В тот же вечер я сидел в уголке этого бара и, потягивая кампари, наблюдал за пианистом. У него было то же туше. Прежняя высокомерно слащавая манера одинокого и непризнанного пианиста-сноба, играющего «кровью сердца». Обратите внимание, уважаемые посетители, на закрытые глаза артиста, на спокойный транс, на педаль, на глиссандо. Слышите, как его душа изливается в мелодии? И все для того, чтобы вы получили полное удовольствие, заказав рюмку коньяку с содовой. Обычные его пошлые приемчики, и все же в его игре чувствовалась рука прирожденного музыканта. Виртуозная халтура для людей примитивных: подчеркнутый лиризм и всяческие эффекты с педалью. Но временами в этом залихватском бренчанье для непосвященных звучал золотой аккорд. Он играл с синкопами, вариациями, изменял музыкальную фразу, легко транспонировал умелой рукой и переходил от «ча-ча-ча» к блюзам. Что и говорить, блестящий музыкант!

Временами мне виделся за роялем одаренный друг моей юности, уже тогда несколько склонный к полноте, несколько циничный, шахматист, при трудных ходах стягивавший кораллово-красные губы в колечко. В ту пору он мечтал сделать музыкальную карьеру. Временами мне виделся он таким, каким стал впоследствии, — трусливым доносчиком, шпиком, при виде которого у нас перехватывало дыхание. В свое время он поставлял покойников на кладбище, а сейчас играл на рояле в баре.

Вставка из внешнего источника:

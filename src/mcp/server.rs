//! rmcp `ServerHandler` over the recipe tool registry.

use std::sync::Arc;

use rmcp::model::{
    AnnotateAble, CallToolRequestParams, CallToolResult, Implementation, ListResourcesResult,
    ListToolsResult, PaginatedRequestParams, RawResource, ReadResourceRequestParams,
    ReadResourceResult, ResourceContents, ServerCapabilities, ServerInfo,
};
use rmcp::service::RequestContext;
use rmcp::{ErrorData, RoleServer, ServerHandler};
use tracing::{debug, warn};

use super::bridge::{error_to_call_result, output_to_call_result, to_mcp_tool, to_tool_arguments};
use crate::recipe::{RecipeHandler, ServerDescriptor};
use crate::tools::{recipe_tools, ToolExecutionContext, ToolRegistry};

/// URI of the read-only server description resource.
pub const SERVER_CONFIG_URI: &str = "config://server";

const INSTRUCTIONS: &str = "Recipe server: call generate_recipe with a list of ingredients \
(plus optional cuisine, diet, style and cooking time) to get a complete recipe, or \
suggest_ingredient_substitutions to replace a single ingredient.";

/// MCP server. Cheap to clone; every clone shares the same tools.
#[derive(Clone, Debug)]
pub struct RecipeMcpServer {
    registry: Arc<ToolRegistry>,
    descriptor: Arc<ServerDescriptor>,
}

impl RecipeMcpServer {
    pub fn new(registry: ToolRegistry, descriptor: ServerDescriptor) -> Self {
        Self {
            registry: Arc::new(registry),
            descriptor: Arc::new(descriptor),
        }
    }

    /// Server exposing the recipe tools backed by `handler`.
    pub fn from_handler(handler: Arc<RecipeHandler>) -> Self {
        let descriptor = ServerDescriptor::new(handler.model_id());
        Self::new(recipe_tools(handler), descriptor)
    }

    pub fn registry(&self) -> &ToolRegistry {
        &self.registry
    }

    pub fn descriptor(&self) -> &ServerDescriptor {
        &self.descriptor
    }

    fn config_resource(&self) -> rmcp::model::Resource {
        let mut raw = RawResource::new(SERVER_CONFIG_URI, "server-config");
        raw.description = Some("Server name, version, model and supported options".into());
        raw.mime_type = Some("application/json".into());
        raw.no_annotation()
    }
}

impl ServerHandler for RecipeMcpServer {
    fn get_info(&self) -> ServerInfo {
        ServerInfo {
            capabilities: ServerCapabilities::builder()
                .enable_tools()
                .enable_resources()
                .build(),
            server_info: Implementation {
                name: self.descriptor.name.clone(),
                version: self.descriptor.version.clone(),
                ..Default::default()
            },
            instructions: Some(INSTRUCTIONS.into()),
            ..Default::default()
        }
    }

    async fn list_tools(
        &self,
        _request: Option<PaginatedRequestParams>,
        _context: RequestContext<RoleServer>,
    ) -> Result<ListToolsResult, ErrorData> {
        let tools = self
            .registry
            .tools()
            .map(|tool| to_mcp_tool(tool.as_ref()))
            .collect();
        Ok(ListToolsResult::with_all_items(tools))
    }

    async fn call_tool(
        &self,
        request: CallToolRequestParams,
        _context: RequestContext<RoleServer>,
    ) -> Result<CallToolResult, ErrorData> {
        let name: &str = &request.name;
        let args = to_tool_arguments(request.arguments);
        let ctx = ToolExecutionContext::default();

        match self.registry.execute(name, &args, &ctx).await {
            None => Err(ErrorData::invalid_params(format!("Unknown tool: {name}"), None)),
            Some(Ok(output)) => {
                debug!(tool = name, call_id = %ctx.call_id, "tool call succeeded");
                Ok(output_to_call_result(output))
            }
            Some(Err(error)) => {
                warn!(
                    tool = name,
                    call_id = %ctx.call_id,
                    category = ?error.category(),
                    error = %error,
                    "tool call failed"
                );
                Ok(error_to_call_result(&error))
            }
        }
    }

    async fn list_resources(
        &self,
        _request: Option<PaginatedRequestParams>,
        _context: RequestContext<RoleServer>,
    ) -> Result<ListResourcesResult, ErrorData> {
        Ok(ListResourcesResult::with_all_items(vec![self.config_resource()]))
    }

    async fn read_resource(
        &self,
        request: ReadResourceRequestParams,
        _context: RequestContext<RoleServer>,
    ) -> Result<ReadResourceResult, ErrorData> {
        if request.uri != SERVER_CONFIG_URI {
            return Err(ErrorData::resource_not_found(
                format!("Unknown resource: {}", request.uri),
                None,
            ));
        }

        let json = self
            .descriptor
            .to_json()
            .map_err(|e| ErrorData::internal_error(e.to_string(), None))?;
        Ok(ReadResourceResult {
            contents: vec![ResourceContents::text(json, SERVER_CONFIG_URI)],
        })
    }
}

#[cfg(test)]
mod tests {
    use super::*;
    use crate::provider::{CompletionProvider, CompletionRequest, CompletionResponse};
    use crate::error::RecipeError;
    use async_trait::async_trait;

    struct Canned;

    #[async_trait]
    impl CompletionProvider for Canned {
        fn provider_name(&self) -> &str {
            "canned"
        }

        fn model_id(&self) -> &str {
            "canned-model"
        }

        async fn complete(&self, _request: &CompletionRequest) -> Result<CompletionResponse, RecipeError> {
            Ok(CompletionResponse::text("ok"))
        }
    }

    fn server() -> RecipeMcpServer {
        RecipeMcpServer::from_handler(Arc::new(RecipeHandler::new(Arc::new(Canned))))
    }

    #[test]
    fn info_advertises_tools_and_resources() {
        let info = server().get_info();

        assert!(info.capabilities.tools.is_some());
        assert!(info.capabilities.resources.is_some());
        assert_eq!(info.server_info.name, "Recipe Server");
        assert_eq!(info.server_info.version, env!("CARGO_PKG_VERSION"));
    }

    #[test]
    fn descriptor_reports_handler_model() {
        let server = server();
        assert_eq!(server.descriptor().model, "canned-model");
        assert_eq!(
            server.registry().names(),
            vec!["generate_recipe", "suggest_ingredient_substitutions"]
        );
    }

    #[test]
    fn config_resource_is_json() {
        let resource = server().config_resource();
        assert_eq!(resource.uri, SERVER_CONFIG_URI);
        assert_eq!(resource.mime_type.as_deref(), Some("application/json"));
    }
}
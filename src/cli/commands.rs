//! Handlers for the one-shot CLI commands.

use std::io::Write;

use crate::error::RecipeError;
use crate::recipe::{RecipeHandler, ServerDescriptor};

use super::{GenerateArgs, SubstituteArgs};

/// Generate a recipe and write its text to `out`.
pub async fn handle_generate(
    handler: &RecipeHandler,
    args: &GenerateArgs,
    out: &mut impl Write,
) -> Result<(), RecipeError> {
    let result = handler.generate(&args.to_request()).await?;
    writeln!(out, "{}", result.text)?;
    Ok(())
}

/// Print one substitute per line.
pub async fn handle_substitute(
    handler: &RecipeHandler,
    args: &SubstituteArgs,
    out: &mut impl Write,
) -> Result<(), RecipeError> {
    let result = handler.suggest_substitutions(&args.to_request()).await?;
    if result.substitutions.is_empty() {
        writeln!(out, "No substitutions suggested for {}.", result.ingredient)?;
        return Ok(());
    }
    for line in &result.substitutions {
        writeln!(out, "{line}")?;
    }
    Ok(())
}

/// Print the server description served as `config://server`.
pub fn handle_info(model: &str, out: &mut impl Write) -> Result<(), RecipeError> {
    let json = ServerDescriptor::new(model).to_json()?;
    writeln!(out, "{json}")?;
    Ok(())
}
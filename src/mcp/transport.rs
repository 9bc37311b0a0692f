//! Host transports for the MCP server.

use rmcp::ServiceExt;
use tracing::info;

use super::server::RecipeMcpServer;
use crate::error::RecipeError;

/// Serve over stdin/stdout until the host disconnects.
///
/// stdout carries protocol frames only; logs must go to stderr.
pub async fn serve_stdio(server: RecipeMcpServer) -> Result<(), RecipeError> {
    info!(
        tools = server.registry().len(),
        model = %server.descriptor().model,
        "serving MCP over stdio"
    );

    let service = server
        .serve(rmcp::transport::stdio())
        .await
        .map_err(|e| RecipeError::Transport(e.to_string()))?;

    let reason = service
        .waiting()
        .await
        .map_err(|e| RecipeError::Transport(e.to_string()))?;
    info!(?reason, "MCP session ended");
    Ok(())
}
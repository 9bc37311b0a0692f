//! Typed access to tool call arguments.

use crate::error::RecipeError;

/// Wrapper around tool call arguments providing typed extraction.
#[derive(Debug, Clone, Default)]
pub struct ToolArguments {
    value: serde_json::Value,
}

impl ToolArguments {
    pub fn new(value: serde_json::Value) -> Self {
        Self { value }
    }

    /// Get the raw JSON value.
    pub fn raw(&self) -> &serde_json::Value {
        &self.value
    }

    /// Deserialize the entire arguments into a typed struct.
    ///
    /// Missing arguments (`null`) deserialize as an empty object, and a
    /// stringified JSON object is accepted. Any mismatch is an invalid request.
    pub fn deserialize<T: serde::de::DeserializeOwned>(&self) -> Result<T, RecipeError> {
        let value = match &self.value {
            serde_json::Value::Null => serde_json::json!({}),
            serde_json::Value::String(raw) => {
                let trimmed = raw.trim();
                if trimmed.is_empty() {
                    serde_json::json!({})
                } else {
                    serde_json::from_str::<serde_json::Value>(trimmed).map_err(|e| {
                        RecipeError::InvalidRequest(format!("Failed to parse arguments: {e}"))
                    })?
                }
            }
            other => other.clone(),
        };
        serde_json::from_value(value)
            .map_err(|e| RecipeError::InvalidRequest(format!("Invalid arguments: {e}")))
    }
}

impl From<serde_json::Value> for ToolArguments {
    fn from(value: serde_json::Value) -> Self {
        Self::new(value)
    }
}
//! Convenience re-exports for common use.

pub use crate::config::RecipeConfig;
pub use crate::error::{ErrorCategory, RecipeError, Result};
pub use crate::provider::{CompletionProvider, CompletionRequest, CompletionResponse};
pub use crate::recipe::{
    RecipeHandler, RecipeRequest, RecipeResult, RecipeStyle, SubstitutionRequest,
    SubstitutionResult,
};
pub use crate::tools::{Tool, ToolArguments, ToolOutput, ToolRegistry};
pub use crate::types::{FinishReason, GenerationSettings, ModelMessage, Role, Usage};

#[cfg(feature = "mcp")]
pub use crate::mcp::RecipeMcpServer;
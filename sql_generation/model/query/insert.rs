use std::fmt::Display;

use itertools::Itertools;
use serde::{Deserialize, Serialize};

use crate::model::{
    table::{Row, Table},
    Shadow, ShadowResult,
};

use super::find_table;

/// `INSERT INTO <table> VALUES (...)`, one row per statement.
#[derive(Clone, Debug, PartialEq, Serialize, Deserialize)]
pub struct Insert {
    pub table: String,
    pub values: Row,
}

impl Shadow for Insert {
    type Result = ShadowResult;

    fn shadow(&self, tables: &mut Vec<Table>) -> Self::Result {
        let table = find_table(tables, &self.table)?;
        table.insert(self.values.clone())?;
        Ok(vec![])
    }
}

impl Display for Insert {
    fn fmt(&self, f: &mut std::fmt::Formatter<'_>) -> std::fmt::Result {
        write!(
            f,
            "INSERT INTO {} VALUES ({})",
            self.table,
            self.values.iter().join(", ")
        )
    }
}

Кельнеры носились туда и сюда, стаканы звенели, смеялись посетители. Несколько пар танцевали. Вдоль, матовых абажуров, дававших рассеянный свет, взмывали вверх опаловые вымпелы дыма, приглушенно хлопали пробки шампанского. Здесь отливающая золотом модная прическа над белым наивным личиком с мигающими глазками, там розовый бюст над зеленой тафтой, всюду изобилие жадной до житейских радостей плоти, словно выставленной на продажу, пока она еще не состарилась, и тут же грузные мужчины со штампованными лицами дельцов, воровато ощупывающие глазами своих куколок, громкий смех, очки, поблескивающие из дальних углов, шепот, и похоть, и расчет, гул голосов, смех. Я незаметно вышел.

По дороге домой я остановился у куста цветущего жасмина и. наслаждаясь ситуацией, вдохнул аромат цветов.

Он найден. Поиски не прекращались в течение нескольких лет. Теперь наконец начинается преследование, и преследователь — я.

Он должен знать, что я тут, что я остался в живых и в любую минуту могу встать на его пути. Он не знает, где я пребываю. На моей стороне преимущество. Для него я недосягаем. Я где-то, но где — неизвестно. Возможно, что он переедет, но я не отстану от него. Я знаю его. С этого дня он будет жить в вечном страхе. Ему слишком хорошо известно, кто я. Существуют люди, так сказать, специализировавшиеся на вражде, они страшнее случайных врагов.

Это бывшие друзья, которые лучше других знают, как нанести смертельный удар, лучше знают слабые места, которые все мы стараемся скрыть от посторонних, — все равно, что это: лжесвидетельство, донос в гестапо или труп в подвале, как это часто случается в смутные времена.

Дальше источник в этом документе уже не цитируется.